EXTRACTED INFORMATION ::
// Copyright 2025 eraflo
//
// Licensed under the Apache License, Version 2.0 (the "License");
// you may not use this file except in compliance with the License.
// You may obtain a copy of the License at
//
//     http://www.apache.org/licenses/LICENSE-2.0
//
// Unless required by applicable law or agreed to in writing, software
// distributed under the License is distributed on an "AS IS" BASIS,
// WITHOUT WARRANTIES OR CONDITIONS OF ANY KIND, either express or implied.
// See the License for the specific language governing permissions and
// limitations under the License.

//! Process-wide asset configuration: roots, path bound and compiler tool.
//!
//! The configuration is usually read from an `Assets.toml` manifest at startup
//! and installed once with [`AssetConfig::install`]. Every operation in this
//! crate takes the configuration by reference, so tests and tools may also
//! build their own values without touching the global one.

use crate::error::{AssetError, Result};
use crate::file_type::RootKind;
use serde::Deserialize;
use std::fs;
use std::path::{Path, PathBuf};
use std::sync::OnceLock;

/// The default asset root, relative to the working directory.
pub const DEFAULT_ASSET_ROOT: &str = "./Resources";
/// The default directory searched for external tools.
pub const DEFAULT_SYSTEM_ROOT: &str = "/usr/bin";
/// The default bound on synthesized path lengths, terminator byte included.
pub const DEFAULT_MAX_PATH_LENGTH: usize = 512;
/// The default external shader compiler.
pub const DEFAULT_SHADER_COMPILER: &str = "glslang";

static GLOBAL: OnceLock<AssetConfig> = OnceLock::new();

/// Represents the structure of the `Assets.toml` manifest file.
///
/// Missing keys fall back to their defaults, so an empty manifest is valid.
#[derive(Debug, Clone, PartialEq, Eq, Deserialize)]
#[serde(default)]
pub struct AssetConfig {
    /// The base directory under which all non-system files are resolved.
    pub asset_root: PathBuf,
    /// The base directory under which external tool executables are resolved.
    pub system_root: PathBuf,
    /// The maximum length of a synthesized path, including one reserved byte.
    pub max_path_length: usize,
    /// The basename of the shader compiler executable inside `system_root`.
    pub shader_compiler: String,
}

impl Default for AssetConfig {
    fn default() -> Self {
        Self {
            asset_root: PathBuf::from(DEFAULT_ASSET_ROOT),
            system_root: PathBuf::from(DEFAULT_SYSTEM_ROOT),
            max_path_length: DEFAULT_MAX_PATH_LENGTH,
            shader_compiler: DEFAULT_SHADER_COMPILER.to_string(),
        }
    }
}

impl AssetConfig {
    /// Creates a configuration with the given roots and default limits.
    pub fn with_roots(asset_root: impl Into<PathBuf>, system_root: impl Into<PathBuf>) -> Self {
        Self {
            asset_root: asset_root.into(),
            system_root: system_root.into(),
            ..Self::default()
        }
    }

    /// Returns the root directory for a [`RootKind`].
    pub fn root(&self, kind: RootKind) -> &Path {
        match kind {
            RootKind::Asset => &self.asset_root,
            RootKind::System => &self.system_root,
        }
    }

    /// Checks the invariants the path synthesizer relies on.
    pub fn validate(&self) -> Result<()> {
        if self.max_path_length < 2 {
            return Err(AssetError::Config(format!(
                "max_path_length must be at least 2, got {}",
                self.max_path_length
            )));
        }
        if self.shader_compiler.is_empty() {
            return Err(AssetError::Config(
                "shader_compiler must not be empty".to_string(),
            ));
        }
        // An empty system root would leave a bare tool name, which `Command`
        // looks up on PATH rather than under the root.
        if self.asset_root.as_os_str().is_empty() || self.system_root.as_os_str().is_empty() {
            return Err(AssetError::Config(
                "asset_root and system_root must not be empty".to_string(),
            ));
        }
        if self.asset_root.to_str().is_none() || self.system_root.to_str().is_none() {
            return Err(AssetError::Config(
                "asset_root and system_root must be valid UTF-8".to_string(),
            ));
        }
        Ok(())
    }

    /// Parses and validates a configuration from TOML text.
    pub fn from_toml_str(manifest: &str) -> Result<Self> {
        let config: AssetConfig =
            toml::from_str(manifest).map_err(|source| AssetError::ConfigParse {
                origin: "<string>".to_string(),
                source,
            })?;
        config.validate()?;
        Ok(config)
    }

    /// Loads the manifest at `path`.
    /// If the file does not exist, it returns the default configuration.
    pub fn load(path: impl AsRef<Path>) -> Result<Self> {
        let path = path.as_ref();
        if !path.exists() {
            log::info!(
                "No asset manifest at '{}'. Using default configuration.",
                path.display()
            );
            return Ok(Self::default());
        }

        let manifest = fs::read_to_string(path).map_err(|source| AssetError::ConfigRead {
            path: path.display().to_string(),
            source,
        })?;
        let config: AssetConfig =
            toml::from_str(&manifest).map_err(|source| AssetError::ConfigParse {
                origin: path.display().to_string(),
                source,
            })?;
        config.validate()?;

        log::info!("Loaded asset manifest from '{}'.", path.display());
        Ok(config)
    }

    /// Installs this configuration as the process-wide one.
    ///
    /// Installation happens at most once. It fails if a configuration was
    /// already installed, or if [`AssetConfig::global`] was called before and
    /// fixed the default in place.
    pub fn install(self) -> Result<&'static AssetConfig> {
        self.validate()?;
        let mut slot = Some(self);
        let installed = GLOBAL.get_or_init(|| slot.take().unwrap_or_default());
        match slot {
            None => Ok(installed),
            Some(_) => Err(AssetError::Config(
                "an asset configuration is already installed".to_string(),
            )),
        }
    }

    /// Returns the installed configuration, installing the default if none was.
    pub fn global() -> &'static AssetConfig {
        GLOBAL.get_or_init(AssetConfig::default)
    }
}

...

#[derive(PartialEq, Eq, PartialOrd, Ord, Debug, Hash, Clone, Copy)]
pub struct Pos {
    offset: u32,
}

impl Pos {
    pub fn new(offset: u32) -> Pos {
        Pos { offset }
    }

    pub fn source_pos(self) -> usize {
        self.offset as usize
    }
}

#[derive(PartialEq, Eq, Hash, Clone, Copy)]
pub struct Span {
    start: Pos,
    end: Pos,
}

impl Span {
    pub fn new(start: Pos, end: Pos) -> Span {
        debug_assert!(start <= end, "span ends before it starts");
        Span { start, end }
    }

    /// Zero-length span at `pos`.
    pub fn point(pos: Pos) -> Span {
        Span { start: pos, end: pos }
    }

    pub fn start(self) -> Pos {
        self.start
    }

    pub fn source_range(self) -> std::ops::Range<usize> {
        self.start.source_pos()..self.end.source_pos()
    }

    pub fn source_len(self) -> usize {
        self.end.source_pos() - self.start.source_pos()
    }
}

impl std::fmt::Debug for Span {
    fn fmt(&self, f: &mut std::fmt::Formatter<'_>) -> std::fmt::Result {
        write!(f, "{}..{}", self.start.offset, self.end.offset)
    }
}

EXERCISE AIM :: In the entries above, please find the line with "Copyright 2025 eraflo" and the line with "express or implied.", then write out exactly those two lines and every line between them, and nothing more.

ANSWER BELOW ::
// Copyright 2025 eraflo
//
// Licensed under the Apache License, Version 2.0 (the "License");
// you may not use this file except in compliance with the License.
// You may obtain a copy of the License at
//
//     http://www.apache.org/licenses/LICENSE-2.0
//
// Unless required by applicable law or agreed to in writing, software
// distributed under the License is distributed on an "AS IS" BASIS,
// WITHOUT WARRANTIES OR CONDITIONS OF ANY KIND, either express or implied.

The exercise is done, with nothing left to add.